* EXERCISE BRIEF: If a line of the records holds the word "OsRng", copy it out.

* ENTRIES SHOWN:
==========

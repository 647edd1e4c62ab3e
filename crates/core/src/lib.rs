//! # Triage Core
//!
//! Core business logic for the triage symptom-to-diagnosis backend.
//!
//! This crate contains the security- and state-bearing parts of the system:
//! - Role model and validated identity types
//! - Password hashing and signed bearer tokens
//! - The authorization gate (token decode + fresh role resolution)
//! - The prediction invoker (out-of-process engine with a bounded timeout)
//! - File-backed user and diagnosis stores with sharded JSON storage
//!
//! **No API concerns**: HTTP routing, DTOs, and status-code mapping belong in
//! `api-rest`.

pub mod auth;
pub mod config;
pub mod constants;
pub mod error;
pub mod password;
pub mod predict;
pub mod repositories;
pub mod role;
pub mod token;
pub mod types;

pub use auth::{AuthContext, AuthGate};
pub use config::{CoreConfig, SigningSecret};
pub use error::{CoreError, CoreResult};
pub use predict::PredictionInvoker;
pub use repositories::diagnoses::{Diagnosis, DiagnosisService};
pub use repositories::users::{Identity, UserService};
pub use role::Role;
pub use token::{Claims, TokenService};
pub use types::{EmailAddress, NonEmptyText};
//! Standalone REST API server binary.
//!
//! ## Purpose
//! Runs the REST API server on its own.
//!
//! ## Intended use
//! Useful for development and debugging when you only want the REST server
//! (with OpenAPI/Swagger UI). Deployments normally run the workspace's main
//! `triage-run` binary.

use api_rest::{load_config_from_env, router, AppState};
use std::sync::Arc;
use tracing_subscriber::{layer::SubscriberExt, util::SubscriberInitExt};

/// Main entry point for the triage REST API server
///
/// Starts the REST API server on the configured address (default:
/// 0.0.0.0:3000). Provides HTTP endpoints for account, diagnosis and admin
/// operations with OpenAPI/Swagger documentation.
///
/// # Environment Variables
/// - `TRIAGE_ADDR`: Server address (default: "0.0.0.0:3000")
///
/// Plus the core configuration variables resolved by
/// [`load_config_from_env`].
///
/// # Returns
/// * `Ok(())` - If server starts and runs successfully
///
/// # Errors
/// Returns an error if:
/// - the logging/tracing configuration cannot be initialised,
/// - the configuration is incomplete or invalid,
/// - the server address cannot be bound, or
/// - the HTTP server fails while running.
#[tokio::main]
async fn main() -> anyhow::Result<()> {
    dotenvy::dotenv().ok();

    tracing_subscriber::registry()
        .with(
            tracing_subscriber::EnvFilter::from_default_env()
                .add_directive("api_rest=info".parse()?),
        )
        .with(tracing_subscriber::fmt::layer())
        .init();

    let addr = std::env::var("TRIAGE_ADDR").unwrap_or_else(|_| "0.0.0.0:3000".into());

    tracing::info!("-- Starting triage REST API on {}", addr);

    let cfg = Arc::new(load_config_from_env()?);
    let app = router(AppState { cfg });

    let listener = tokio::net::TcpListener::bind(&addr).await?;
    axum::serve(listener, app).await?;

    Ok(())
}
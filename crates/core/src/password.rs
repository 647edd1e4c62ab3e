//! Password hashing with Argon2id.
//!
//! Hashes are stored in PHC string format, which embeds the algorithm,
//! parameters, and salt, so parameter upgrades remain verifiable against old
//! records.

use crate::{CoreError, CoreResult};
use argon2::password_hash::{rand_core::OsRng, PasswordHash, PasswordHasher, PasswordVerifier, SaltString};
use argon2::Argon2;

/// Hashes a password with Argon2id and a fresh random salt.
///
/// # Errors
///
/// Returns `CoreError::PasswordHash` if the underlying hasher fails.
pub fn hash_password(password: &str) -> CoreResult<String> {
    let salt = SaltString::generate(&mut OsRng);
    let hash = Argon2::default()
        .hash_password(password.as_bytes(), &salt)
        .map_err(|e| CoreError::PasswordHash(e.to_string()))?;
    Ok(hash.to_string())
}

/// Verifies a password against a stored PHC-format hash.
///
/// A mismatch returns `Ok(false)`; only an unparseable stored hash is an
/// error.
pub fn verify_password(password: &str, stored_hash: &str) -> CoreResult<bool> {
    let parsed = PasswordHash::new(stored_hash).map_err(|e| CoreError::PasswordHash(e.to_string()))?;
    Ok(Argon2::default()
        .verify_password(password.as_bytes(), &parsed)
        .is_ok())
}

==========

* ANSWER SECTION:
use argon2::password_hash::{rand_core::OsRng, PasswordHash, PasswordHasher, PasswordVerifier, SaltString};
    let salt = SaltString::generate(&mut OsRng);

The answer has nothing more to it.